One figure is the whole answer: the number of lines below that contain the word "only".

MATERIAL FOR THIS TASK.
========================================================================
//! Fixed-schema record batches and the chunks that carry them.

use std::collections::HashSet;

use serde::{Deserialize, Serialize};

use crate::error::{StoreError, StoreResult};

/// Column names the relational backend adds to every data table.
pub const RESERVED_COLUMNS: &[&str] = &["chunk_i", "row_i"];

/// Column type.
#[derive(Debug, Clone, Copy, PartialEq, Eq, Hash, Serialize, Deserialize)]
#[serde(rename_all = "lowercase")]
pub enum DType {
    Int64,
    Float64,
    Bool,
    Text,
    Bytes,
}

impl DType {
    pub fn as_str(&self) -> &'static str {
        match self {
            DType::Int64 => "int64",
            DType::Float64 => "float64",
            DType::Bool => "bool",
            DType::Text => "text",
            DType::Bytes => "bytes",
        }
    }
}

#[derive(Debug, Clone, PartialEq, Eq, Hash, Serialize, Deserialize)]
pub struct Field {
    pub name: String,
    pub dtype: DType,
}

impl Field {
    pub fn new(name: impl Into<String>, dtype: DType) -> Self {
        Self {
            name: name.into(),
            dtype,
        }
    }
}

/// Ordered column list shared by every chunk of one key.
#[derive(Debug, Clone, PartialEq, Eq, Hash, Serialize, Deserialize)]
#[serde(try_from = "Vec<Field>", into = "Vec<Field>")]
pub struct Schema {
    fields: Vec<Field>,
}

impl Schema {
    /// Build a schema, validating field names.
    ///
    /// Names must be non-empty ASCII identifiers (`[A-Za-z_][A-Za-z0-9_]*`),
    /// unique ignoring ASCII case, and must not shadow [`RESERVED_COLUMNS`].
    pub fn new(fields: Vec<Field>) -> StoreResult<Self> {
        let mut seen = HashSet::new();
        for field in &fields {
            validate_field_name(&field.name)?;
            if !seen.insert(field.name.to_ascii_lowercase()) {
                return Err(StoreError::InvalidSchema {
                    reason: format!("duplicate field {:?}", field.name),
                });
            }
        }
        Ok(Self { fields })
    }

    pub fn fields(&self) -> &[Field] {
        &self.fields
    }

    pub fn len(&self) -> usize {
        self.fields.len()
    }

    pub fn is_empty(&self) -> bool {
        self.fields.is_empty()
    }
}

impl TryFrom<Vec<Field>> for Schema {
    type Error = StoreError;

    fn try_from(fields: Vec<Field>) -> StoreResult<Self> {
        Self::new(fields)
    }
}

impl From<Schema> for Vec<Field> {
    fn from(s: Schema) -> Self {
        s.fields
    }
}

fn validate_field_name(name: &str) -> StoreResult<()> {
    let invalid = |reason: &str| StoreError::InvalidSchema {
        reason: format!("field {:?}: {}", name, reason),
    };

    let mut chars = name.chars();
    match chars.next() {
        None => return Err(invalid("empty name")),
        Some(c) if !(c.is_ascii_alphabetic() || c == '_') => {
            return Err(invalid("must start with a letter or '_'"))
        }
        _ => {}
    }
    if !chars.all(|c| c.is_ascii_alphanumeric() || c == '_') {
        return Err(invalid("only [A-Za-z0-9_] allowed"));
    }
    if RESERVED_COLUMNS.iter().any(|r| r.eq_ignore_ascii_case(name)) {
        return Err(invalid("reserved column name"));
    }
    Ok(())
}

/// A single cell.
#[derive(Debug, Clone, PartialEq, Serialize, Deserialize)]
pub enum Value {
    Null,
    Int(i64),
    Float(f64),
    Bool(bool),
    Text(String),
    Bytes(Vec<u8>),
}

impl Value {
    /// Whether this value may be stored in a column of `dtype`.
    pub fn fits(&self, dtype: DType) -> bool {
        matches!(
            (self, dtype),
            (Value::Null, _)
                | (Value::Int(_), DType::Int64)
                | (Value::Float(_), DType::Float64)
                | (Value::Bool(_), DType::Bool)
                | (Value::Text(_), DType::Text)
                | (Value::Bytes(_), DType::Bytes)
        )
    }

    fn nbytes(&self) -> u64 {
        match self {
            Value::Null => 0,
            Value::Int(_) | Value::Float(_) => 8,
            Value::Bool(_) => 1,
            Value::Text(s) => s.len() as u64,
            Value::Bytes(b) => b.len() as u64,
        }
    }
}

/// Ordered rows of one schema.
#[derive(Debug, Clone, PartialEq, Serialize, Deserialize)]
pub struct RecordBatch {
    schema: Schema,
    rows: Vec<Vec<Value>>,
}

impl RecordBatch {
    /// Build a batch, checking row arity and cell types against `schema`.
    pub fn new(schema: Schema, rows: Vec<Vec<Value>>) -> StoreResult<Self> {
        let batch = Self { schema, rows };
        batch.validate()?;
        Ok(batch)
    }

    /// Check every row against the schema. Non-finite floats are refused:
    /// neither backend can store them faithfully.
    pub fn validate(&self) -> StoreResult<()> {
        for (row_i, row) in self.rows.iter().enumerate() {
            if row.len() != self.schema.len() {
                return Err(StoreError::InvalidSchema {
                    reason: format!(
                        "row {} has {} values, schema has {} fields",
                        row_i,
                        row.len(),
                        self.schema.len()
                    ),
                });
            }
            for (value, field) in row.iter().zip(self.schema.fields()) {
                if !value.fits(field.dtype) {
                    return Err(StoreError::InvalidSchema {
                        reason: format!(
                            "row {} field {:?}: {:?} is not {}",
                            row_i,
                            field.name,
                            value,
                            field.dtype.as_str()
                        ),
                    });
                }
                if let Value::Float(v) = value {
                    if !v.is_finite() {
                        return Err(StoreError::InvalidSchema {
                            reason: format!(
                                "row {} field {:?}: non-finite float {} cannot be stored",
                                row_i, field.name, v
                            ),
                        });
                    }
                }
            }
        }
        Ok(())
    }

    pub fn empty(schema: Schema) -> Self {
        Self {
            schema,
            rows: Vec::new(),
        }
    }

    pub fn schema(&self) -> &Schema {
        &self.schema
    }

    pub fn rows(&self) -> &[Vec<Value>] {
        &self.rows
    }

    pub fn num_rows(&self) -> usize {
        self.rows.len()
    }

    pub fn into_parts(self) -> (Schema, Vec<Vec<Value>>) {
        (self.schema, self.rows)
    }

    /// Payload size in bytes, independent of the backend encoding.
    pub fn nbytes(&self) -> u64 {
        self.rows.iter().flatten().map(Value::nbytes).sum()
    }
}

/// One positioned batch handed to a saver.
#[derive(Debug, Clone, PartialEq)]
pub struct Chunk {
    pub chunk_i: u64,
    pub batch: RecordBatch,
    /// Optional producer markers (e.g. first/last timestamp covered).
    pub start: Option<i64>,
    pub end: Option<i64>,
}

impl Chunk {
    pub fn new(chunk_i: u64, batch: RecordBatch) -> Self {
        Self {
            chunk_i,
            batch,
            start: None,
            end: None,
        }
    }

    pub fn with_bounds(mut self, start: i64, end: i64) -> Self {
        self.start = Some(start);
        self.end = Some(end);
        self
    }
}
========================================================================
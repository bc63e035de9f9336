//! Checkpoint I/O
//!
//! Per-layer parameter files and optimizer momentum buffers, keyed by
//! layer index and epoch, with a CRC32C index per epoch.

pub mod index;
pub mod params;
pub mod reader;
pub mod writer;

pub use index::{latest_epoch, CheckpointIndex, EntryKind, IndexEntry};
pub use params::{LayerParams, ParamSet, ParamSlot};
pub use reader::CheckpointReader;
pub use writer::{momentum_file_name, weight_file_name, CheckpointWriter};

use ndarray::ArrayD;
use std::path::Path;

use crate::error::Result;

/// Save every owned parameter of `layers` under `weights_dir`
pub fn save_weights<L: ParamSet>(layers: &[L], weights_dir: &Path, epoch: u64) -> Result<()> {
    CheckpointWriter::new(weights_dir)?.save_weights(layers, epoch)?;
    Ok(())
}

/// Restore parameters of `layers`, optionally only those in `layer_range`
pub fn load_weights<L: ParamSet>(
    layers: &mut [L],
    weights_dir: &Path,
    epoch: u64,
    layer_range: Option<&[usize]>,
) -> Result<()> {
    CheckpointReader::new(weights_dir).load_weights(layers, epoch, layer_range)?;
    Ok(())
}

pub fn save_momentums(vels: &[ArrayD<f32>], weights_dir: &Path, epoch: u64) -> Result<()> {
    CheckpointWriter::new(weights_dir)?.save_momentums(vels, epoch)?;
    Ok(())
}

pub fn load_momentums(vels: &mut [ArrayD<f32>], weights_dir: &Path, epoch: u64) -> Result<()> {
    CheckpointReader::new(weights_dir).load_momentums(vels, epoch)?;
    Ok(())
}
========================================================================
ANSWER SPACE. 2